Nicht lange her, da suchte ich in der Langen Straße neben der Königstraße ein kleines, mir unbekanntes Restaurant auf. Ich musste austreten. So nennt man diesen, nicht unbedingt darmgesteuerten Vorgang bis heute, auch wenn dieser Art des Austretens nichts Heroisches hat, eher etwas Erleichterndes wie ein Austritt aus der SPD.

Auf der Herrentoilette schaute ich während meiner Arbeit in ein zeitgenössisches Urinal, auch als Pissbecken bekannt. Dieses Urinal entsprach dem digitalen Standard unserer Zeit; am oberen Beckenrand war es mit einem Bildschirm ausgerüstet. Dieses High-Tech-Teil erklärt dir nicht nur – Zita – „Die saubere Lösung ohne Wasser und Chemie“, die eine anscheinend revolutionäre Technik des Wasserlassens ohne Wasser. In einer Bildschirmecke fand sich auch der Hinweis: „Mich kann man als Werbefläche mieten.“ Bei diesem „Mich“ handelt es sich nicht etwa um ein traditionelles Klo-Graffito mit der Telefonnummer eines sexuellen Dienstleisters. Mit „mich“ war das Urinal selbst gemeint. Unter den harten Abschlägen zielbewusster Männer muss das Pissbecken im Lauf der Zeit als eine Persönlichkeit geformt, gewissermaßen eine Existenz in Ich-Form gegründet haben, die ihm irgendein bepisster Marketing-Chef attestierte.

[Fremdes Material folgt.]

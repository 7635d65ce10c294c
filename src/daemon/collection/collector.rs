use std::{sync::Arc, time::Duration};

use anyhow::Result;
use tokio::sync::mpsc;
use tokio_util::sync::CancellationToken;
use tracing::{debug, error, warn};

use crate::{
    daemon::tracking::TrackerEvent,
    utils::clock::Clock,
    window_api::{Sample, WindowSampler},
};

/// Samples the foreground window once per interval and hands the samples to the tracking module.
pub struct SamplingModule {
    next: mpsc::Sender<TrackerEvent>,
    sampler: Box<dyn WindowSampler>,
    shutdown: CancellationToken,
    interval: Duration,
    clock: Arc<dyn Clock>,
}

impl SamplingModule {
    pub fn new(
        next: mpsc::Sender<TrackerEvent>,
        sampler: Box<dyn WindowSampler>,
        shutdown: CancellationToken,
        interval: Duration,
        clock: Arc<dyn Clock>,
    ) -> Self {
        Self {
            next,
            sampler,
            shutdown,
            interval,
            clock,
        }
    }

    /// A failed query still produces a sample, so that the time is accounted to "unknown".
    fn sample(&mut self) -> Sample {
        let observed_at = self.clock.time();
        match self.sampler.get_active_window_data() {
            Ok(window) => Sample::observed(window, observed_at),
            Err(e) => {
                warn!("Failed to query the foreground window {e:?}");
                Sample::unknown(observed_at)
            }
        }
    }

    /// Executes the sampling loop.
    pub async fn run(mut self) -> Result<()> {
        let mut sampling_point = self.clock.instant();
        loop {
            sampling_point += self.interval;

            let sample = self.sample();
            debug!("Sending sample {:?}", sample);
            if let Err(e) = self.next.send(TrackerEvent::Tick(sample)).await {
                // The tracking module is gone, there is nobody left to sample for.
                error!("Unexpected error during sending {e:?}");
                return Ok(());
            }

            tokio::select! {
                // Cancelation drops the sender, which lets the tracking module drain and stop.
                _ = self.shutdown.cancelled() => {
                    return Ok(())
                }
                _ = self.clock.sleep_until(sampling_point) => ()
            }
        }
    }
}

#[cfg(test)]
mod tests {
    use std::{sync::Arc, time::Duration};

    use anyhow::{anyhow, Result};
    use tokio::sync::mpsc;
    use tokio_util::sync::CancellationToken;

    use crate::{
        daemon::tracking::TrackerEvent,
        utils::clock::DefaultClock,
        window_api::{ActiveWindowData, MockWindowSampler, UNKNOWN_PROCESS},
    };

    use super::SamplingModule;

    #[tokio::test(start_paused = true)]
    async fn test_samples_every_interval_until_shutdown() -> Result<()> {
        let mut sampler = MockWindowSampler::new();
        let mut calls = 0;
        sampler.expect_get_active_window_data().returning(move || {
            calls += 1;
            if calls == 2 {
                Err(anyhow!("no window"))
            } else {
                Ok(ActiveWindowData::new("code", "main.rs"))
            }
        });

        let shutdown = CancellationToken::new();
        let (sender, mut receiver) = mpsc::channel(16);
        let module = SamplingModule::new(
            sender,
            Box::new(sampler),
            shutdown.clone(),
            Duration::from_secs(1),
            Arc::new(DefaultClock),
        );

        let (result, _) = tokio::join!(module.run(), async {
            tokio::time::sleep(Duration::from_millis(2500)).await;
            shutdown.cancel();
        });
        result?;

        let mut processes = vec![];
        while let Some(TrackerEvent::Tick(sample)) = receiver.recv().await {
            processes.push(sample.process_name().to_string());
        }
        assert_eq!(processes, vec!["code", UNKNOWN_PROCESS, "code"]);
        Ok(())
    }
}
use anyhow::Result;

/// The daemon does very little work per tick, so a current-thread runtime is enough. Background
/// classification tasks interleave with the tick loop on the same thread.
pub fn single_thread_runtime() -> Result<tokio::runtime::Runtime> {
    Ok(tokio::runtime::Builder::new_current_thread()
        .enable_all()
        .build()?)
}
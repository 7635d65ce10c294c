//! Durable storage of the accumulated counters.
//!  - [snapshot::Snapshot] is the persisted shape of the accountant's state.
//!  - [PersistenceGateway] abstracts where it's kept. [file::FileSnapshotStore] keeps it as a JSON
//!    file in the application directory.

pub mod file;
pub mod snapshot;

use std::{future::Future, ops::Deref};

use anyhow::Result;

use snapshot::Snapshot;

/// Opaque load/save of the last [Snapshot].
pub trait PersistenceGateway {
    /// Returns `None` when nothing was saved yet or the stored data isn't a valid snapshot.
    fn load(&self) -> impl Future<Output = Result<Option<Snapshot>>> + Send;

    fn save(&self, snapshot: &Snapshot) -> impl Future<Output = Result<()>> + Send;
}

impl<T: Deref + Sync> PersistenceGateway for T
where
    T::Target: PersistenceGateway,
{
    fn load(&self) -> impl Future<Output = Result<Option<Snapshot>>> + Send {
        self.deref().load()
    }

    fn save(&self, snapshot: &Snapshot) -> impl Future<Output = Result<()>> + Send {
        self.deref().save(snapshot)
    }
}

Keine Frage, dieses Miet-Angebot habe ich sofort notiert. Ich werde mir die Werberechte im Pissoir sichern, ehe ein Pharma-Manager an diesem Ort Reklamevideos für Pillen zum Abbau von Nierensteinen und Blasenentzündungen schaltet. Mit der Marketing-Strahlkraft eines Urinals könnte man nicht nur stilgerecht die neuen Einkaufszentren pushen. Es müssten sich auch große Propaganda-Erfolge in der Politik erzielen lassen. Wer etwa in besagtem Lokal in der Langen Straße beim Strullen in die gütigen Augen eines verschlafenen Ministerpräsidenten schaut, weiß noch vor dem Einpacken, auf wen seine nächste Wahl fallen wird: eindeutig auf die saubere grüne Lösung ohne Saft und Energie.

Eine virtuell wie urinal gesteuerte Personality-Show in Kneipen hätte für alle Politiker eine nachhaltigere Wirkung als beispielsweise die fortwährenden Versuche des CDU-Flötisten Strobl, die Linken mit der Bemerkung anzupissen, sie seien „die Nachfolgepartei der SED“ - und damit, wie ich meine, der Darmfortsatz von Frau Merkels Mutterpartei.

An dieser Stelle bin ich endgültig im Enddarm angelangt, verehrtes Publikum, ich wünsche Ihnen einen erregenden Restwinter und einen sauber funktionierenden Darm in Ihrer Stadt mit Charme.